____ Dataset content

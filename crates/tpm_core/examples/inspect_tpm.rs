//! Example: Import and inspect a TPM file.
//!
//! Run with: cargo run --example inspect_tpm -- path/to/model.tpm [--rewrite]
//!
//! With `--rewrite` the scene is exported again and printed to stdout.

use std::env;

use anyhow::Context;
use tpm_core::tpm::{import, serialize};
use tpm_core::ExportOptions;

fn main() -> anyhow::Result<()> {
    env_logger::init();

    let args: Vec<String> = env::args().collect();

    if args.len() < 2 {
        println!("Usage: inspect_tpm <path-to-tpm-file> [--rewrite]");
        println!("\nExample:");
        println!("  cargo run --example inspect_tpm -- models/raptor.tpm --rewrite");
        return Ok(());
    }

    let path = &args[1];
    let rewrite = args.iter().skip(2).any(|arg| arg == "--rewrite");

    let text = std::fs::read_to_string(path).with_context(|| format!("reading {}", path))?;
    let report = import(&text).with_context(|| format!("parsing {}", path))?;
    let scene = &report.scene;

    if rewrite {
        print!("{}", serialize(scene, &ExportOptions::default())?);
        return Ok(());
    }

    println!("=== {} ===", path);
    if let Some(info) = &scene.file_info {
        println!("Format version: {}", info.format_version);
        if let Some(name) = &info.name {
            println!("Name: {}", name);
        }
        if let Some(date) = &info.date {
            println!("Date: {}", date);
        }
    }

    println!("\n--- Materials ({}) ---", scene.materials.len());
    for material in &scene.materials {
        let maps: Vec<String> = material
            .maps()
            .map(|(kind, map)| format!("{}={}", kind.key(), map))
            .collect();
        println!("  {} [{}]", material.name, maps.join(", "));
    }

    println!("\n--- Geometry ---");
    let meshes = scene.meshes.iter().map(|m| ("mesh", m));
    let skins = scene.skins.iter().map(|s| ("skin", &s.mesh));
    for (kind, mesh) in meshes.chain(skins) {
        println!(
            "  {} {} - {} vertices, {} triangles, {} materials",
            kind,
            mesh.name,
            mesh.vertex_count(),
            mesh.triangle_count(),
            mesh.material_names.len()
        );
        if let Some((min, max)) = mesh.bounds() {
            println!(
                "       Bounds: ({:.2}, {:.2}, {:.2}) to ({:.2}, {:.2}, {:.2})",
                min.x, min.y, min.z, max.x, max.y, max.z
            );
        }
    }
    for skin in &scene.skins {
        println!(
            "  skin {} uses bones {:?}",
            skin.name(),
            skin.bones.values().collect::<Vec<_>>()
        );
    }

    println!("\n--- Instances ({}) ---", scene.instances.len());
    for instance in &scene.instances {
        let pos = instance.model_matrix().transform_point3(tpm_math::Vec3::ZERO);
        println!(
            "  {} -> {} at ({:.2}, {:.2}, {:.2}) scale {}",
            instance.name, instance.mesh, pos.x, pos.y, pos.z, instance.scale
        );
    }

    println!("\nTotal triangles: {}", scene.total_triangle_count());

    if !scene.passthrough.is_empty() {
        println!("Unknown blocks kept: {}", scene.passthrough.len());
    }

    if !report.errors.is_empty() {
        println!("\n--- Errors ({}) ---", report.errors.len());
        for err in &report.errors {
            println!("  {}", err);
        }
    }

    Ok(())
}
//! Import and export settings.
//!
//! Plain data with `serde` support so hosts can persist them between sessions.
//! Missing fields take their defaults when deserializing.

use std::path::PathBuf;

use serde::{Deserialize, Serialize};

use crate::faces::AlphaFacePolicy;
use crate::scene::FileInfo;

/// Settings for reading TPM files into a host.
#[derive(Clone, Debug, PartialEq, Serialize, Deserialize)]
#[serde(default)]
pub struct ImportOptions {
    /// Search textures here instead of next to the TPM file
    pub texture_root: Option<PathBuf>,

    /// Look textures up by file name only
    pub strip_texture_directories: bool,

    /// Replace host materials that share a name with an imported one
    pub overwrite_existing_materials: bool,

    /// Place imported objects in the host's active collection
    pub import_to_active_collection: bool,
}

impl Default for ImportOptions {
    fn default() -> Self {
        Self {
            texture_root: None,
            strip_texture_directories: true,
            overwrite_existing_materials: false,
            import_to_active_collection: false,
        }
    }
}

/// Settings for writing a scene as TPM.
#[derive(Clone, Debug, PartialEq, Serialize, Deserialize)]
#[serde(default)]
pub struct ExportOptions {
    /// How faces with alpha materials are emitted
    pub alpha_faces: AlphaFacePolicy,

    /// Mirror the normals of emitted back faces across the face plane
    pub reflect_back_normals: bool,

    /// Stable-sort each mesh's faces by material slot
    pub sort_faces_by_material: bool,

    /// Written when the scene has no file info; `None` omits the block
    pub default_file_info: Option<FileInfo>,
}

impl Default for ExportOptions {
    fn default() -> Self {
        Self {
            alpha_faces: AlphaFacePolicy::default(),
            reflect_back_normals: false,
            sort_faces_by_material: false,
            default_file_info: Some(FileInfo::default()),
        }
    }
}

#[cfg(test)]
mod tests {
    use super::*;
    use crate::scene::EXPORT_FORMAT_VERSION;

    #[test]
    fn test_defaults() {
        let import = ImportOptions::default();
        assert!(import.strip_texture_directories);
        assert!(!import.overwrite_existing_materials);

        let export = ExportOptions::default();
        assert_eq!(export.alpha_faces, AlphaFacePolicy::ForwardOnly);
        assert_eq!(
            export.default_file_info.map(|info| info.format_version),
            Some(EXPORT_FORMAT_VERSION)
        );
    }

    #[test]
    fn test_partial_json_uses_defaults() {
        let options: ExportOptions =
            serde_json::from_str(r#"{ "alpha_faces": "double_sided" }"#).unwrap();
        assert_eq!(options.alpha_faces, AlphaFacePolicy::DoubleSided);
        assert!(!options.sort_faces_by_material);
        assert!(options.default_file_info.is_some());

        let options: ImportOptions =
            serde_json::from_str(r#"{ "texture_root": "/textures" }"#).unwrap();
        assert_eq!(options.texture_root, Some(PathBuf::from("/textures")));
        assert!(options.strip_texture_directories);
    }

    #[test]
    fn test_json_round_trip() {
        let options = ExportOptions {
            alpha_faces: AlphaFacePolicy::MaterialDependent,
            reflect_back_normals: true,
            sort_faces_by_material: true,
            default_file_info: None,
        };
        let json = serde_json::to_string(&options).unwrap();
        let back: ExportOptions = serde_json::from_str(&json).unwrap();
        assert_eq!(back, options);
    }
}
//! Semantic scene building.
//!
//! Interprets the blocks of a parsed [`Document`] as materials, meshes, skins,
//! bones and instances. Building runs in two passes: the first decodes each
//! block on its own, the second checks face indices and resolves the
//! name references between entities.
//!
//! Failures are per entity. A block that fails is left out of the scene and
//! its error is collected in the [`BuildReport`]; everything else still builds.
//! An instance whose mesh failed is therefore reported as dangling.

use std::collections::HashSet;

use thiserror::Error;

use super::decode::{
    decode_face, decode_float, decode_skin_vertex, decode_string, decode_timestamp, decode_vec2,
    decode_vec3, decode_version, DecodeError, DecodeResult,
};
use super::document::{Block, Document, Property};
use crate::mesh::{Mesh, Skin};
use crate::scene::{Bone, FileInfo, Instance, Material, MapKind, Scene};
use crate::skin::{bones_for_skin, check_bone_name, MAX_BONE_INDEX};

________

- The task
Search the entries for the word "ImportOptions" and pick out every line that holds it.

- Solution
pub struct ImportOptions {
impl Default for ImportOptions {
        let import = ImportOptions::default();
        let options: ImportOptions =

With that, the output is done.